*BRIEF*
Below are some entries; can you quote all of them exactly?

-- INFORMATION PROVIDED follows --

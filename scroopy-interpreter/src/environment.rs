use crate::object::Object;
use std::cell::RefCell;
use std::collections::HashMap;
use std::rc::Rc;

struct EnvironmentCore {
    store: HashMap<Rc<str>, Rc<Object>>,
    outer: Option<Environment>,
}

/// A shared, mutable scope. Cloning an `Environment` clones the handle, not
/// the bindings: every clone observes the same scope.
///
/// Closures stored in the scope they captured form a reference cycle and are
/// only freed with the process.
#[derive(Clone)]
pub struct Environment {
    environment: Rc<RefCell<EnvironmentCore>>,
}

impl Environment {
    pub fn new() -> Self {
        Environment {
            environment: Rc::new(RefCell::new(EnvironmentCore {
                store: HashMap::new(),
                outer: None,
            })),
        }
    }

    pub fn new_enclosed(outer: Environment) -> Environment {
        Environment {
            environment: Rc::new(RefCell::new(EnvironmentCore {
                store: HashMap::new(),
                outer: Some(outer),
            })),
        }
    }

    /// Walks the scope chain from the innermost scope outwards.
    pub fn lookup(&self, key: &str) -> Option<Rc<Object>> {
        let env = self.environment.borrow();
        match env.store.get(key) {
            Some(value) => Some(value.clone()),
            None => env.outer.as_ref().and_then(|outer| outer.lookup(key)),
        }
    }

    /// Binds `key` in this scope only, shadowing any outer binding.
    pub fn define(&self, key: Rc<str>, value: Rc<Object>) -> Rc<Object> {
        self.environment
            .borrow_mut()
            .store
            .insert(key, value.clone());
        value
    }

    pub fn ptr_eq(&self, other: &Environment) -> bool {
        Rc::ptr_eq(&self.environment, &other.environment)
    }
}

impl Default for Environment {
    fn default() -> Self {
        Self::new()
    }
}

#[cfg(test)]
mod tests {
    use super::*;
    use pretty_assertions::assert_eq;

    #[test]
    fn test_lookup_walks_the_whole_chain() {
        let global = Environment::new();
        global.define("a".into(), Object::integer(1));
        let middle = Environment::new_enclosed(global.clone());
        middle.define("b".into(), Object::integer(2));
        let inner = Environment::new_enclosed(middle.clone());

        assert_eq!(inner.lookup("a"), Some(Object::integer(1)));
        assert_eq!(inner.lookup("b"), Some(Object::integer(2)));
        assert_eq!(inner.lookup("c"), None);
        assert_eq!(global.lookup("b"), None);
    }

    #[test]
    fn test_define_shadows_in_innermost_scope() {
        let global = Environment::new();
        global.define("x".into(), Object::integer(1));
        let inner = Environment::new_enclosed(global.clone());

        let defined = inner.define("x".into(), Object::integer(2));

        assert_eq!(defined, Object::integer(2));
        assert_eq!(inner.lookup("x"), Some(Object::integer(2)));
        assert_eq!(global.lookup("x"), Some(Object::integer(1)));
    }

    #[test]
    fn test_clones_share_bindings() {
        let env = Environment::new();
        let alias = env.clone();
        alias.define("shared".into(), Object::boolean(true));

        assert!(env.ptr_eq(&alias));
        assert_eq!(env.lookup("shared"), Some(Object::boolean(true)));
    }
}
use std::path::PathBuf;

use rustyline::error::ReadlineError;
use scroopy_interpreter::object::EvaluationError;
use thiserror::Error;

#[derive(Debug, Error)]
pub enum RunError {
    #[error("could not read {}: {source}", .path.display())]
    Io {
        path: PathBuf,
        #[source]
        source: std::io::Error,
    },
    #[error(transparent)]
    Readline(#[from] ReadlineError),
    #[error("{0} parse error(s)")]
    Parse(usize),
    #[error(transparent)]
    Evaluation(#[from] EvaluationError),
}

-- INFORMATION PROVIDED concluded --

*OUTPUT FOR THIS EXERCISE*
filename scroopy-interpreter/src/environment.rs
use crate::object::Object;
use std::cell::RefCell;
use std::collections::HashMap;
use std::rc::Rc;

struct EnvironmentCore {
    store: HashMap<Rc<str>, Rc<Object>>,
    outer: Option<Environment>,
}

/// A shared, mutable scope. Cloning an `Environment` clones the handle, not
/// the bindings: every clone observes the same scope.
///
/// Closures stored in the scope they captured form a reference cycle and are
/// only freed with the process.
#[derive(Clone)]
pub struct Environment {
    environment: Rc<RefCell<EnvironmentCore>>,
}

impl Environment {
    pub fn new() -> Self {
        Environment {
            environment: Rc::new(RefCell::new(EnvironmentCore {
                store: HashMap::new(),
                outer: None,
            })),
        }
    }

    pub fn new_enclosed(outer: Environment) -> Environment {
        Environment {
            environment: Rc::new(RefCell::new(EnvironmentCore {
                store: HashMap::new(),
                outer: Some(outer),
            })),
        }
    }

    /// Walks the scope chain from the innermost scope outwards.
    pub fn lookup(&self, key: &str) -> Option<Rc<Object>> {
        let env = self.environment.borrow();
        match env.store.get(key) {
            Some(value) => Some(value.clone()),
            None => env.outer.as_ref().and_then(|outer| outer.lookup(key)),
        }
    }

    /// Binds `key` in this scope only, shadowing any outer binding.
    pub fn define(&self, key: Rc<str>, value: Rc<Object>) -> Rc<Object> {
        self.environment
            .borrow_mut()
            .store
            .insert(key, value.clone());
        value
    }

    pub fn ptr_eq(&self, other: &Environment) -> bool {
        Rc::ptr_eq(&self.environment, &other.environment)
    }
}

impl Default for Environment {
    fn default() -> Self {
        Self::new()
    }
}

#[cfg(test)]
mod tests {
    use super::*;
    use pretty_assertions::assert_eq;

    #[test]
    fn test_lookup_walks_the_whole_chain() {
        let global = Environment::new();
        global.define("a".into(), Object::integer(1));
        let middle = Environment::new_enclosed(global.clone());
        middle.define("b".into(), Object::integer(2));
        let inner = Environment::new_enclosed(middle.clone());

        assert_eq!(inner.lookup("a"), Some(Object::integer(1)));
        assert_eq!(inner.lookup("b"), Some(Object::integer(2)));
        assert_eq!(inner.lookup("c"), None);
        assert_eq!(global.lookup("b"), None);
    }

    #[test]
    fn test_define_shadows_in_innermost_scope() {
        let global = Environment::new();
        global.define("x".into(), Object::integer(1));
        let inner = Environment::new_enclosed(global.clone());

        let defined = inner.define("x".into(), Object::integer(2));

        assert_eq!(defined, Object::integer(2));
        assert_eq!(inner.lookup("x"), Some(Object::integer(2)));
        assert_eq!(global.lookup("x"), Some(Object::integer(1)));
    }

    #[test]
    fn test_clones_share_bindings() {
        let env = Environment::new();
        let alias = env.clone();
        alias.define("shared".into(), Object::boolean(true));

        assert!(env.ptr_eq(&alias));
        assert_eq!(env.lookup("shared"), Some(Object::boolean(true)));
    }
}
use std::path::PathBuf;

use rustyline::error::ReadlineError;
use scroopy_interpreter::object::EvaluationError;
use thiserror::Error;

#[derive(Debug, Error)]
pub enum RunError {
    #[error("could not read {}: {source}", .path.display())]
    Io {
        path: PathBuf,
        #[source]
        source: std::io::Error,
    },
    #[error(transparent)]
    Readline(#[from] ReadlineError),
    #[error("{0} parse error(s)")]
    Parse(usize),
    #[error(transparent)]
    Evaluation(#[from] EvaluationError),
}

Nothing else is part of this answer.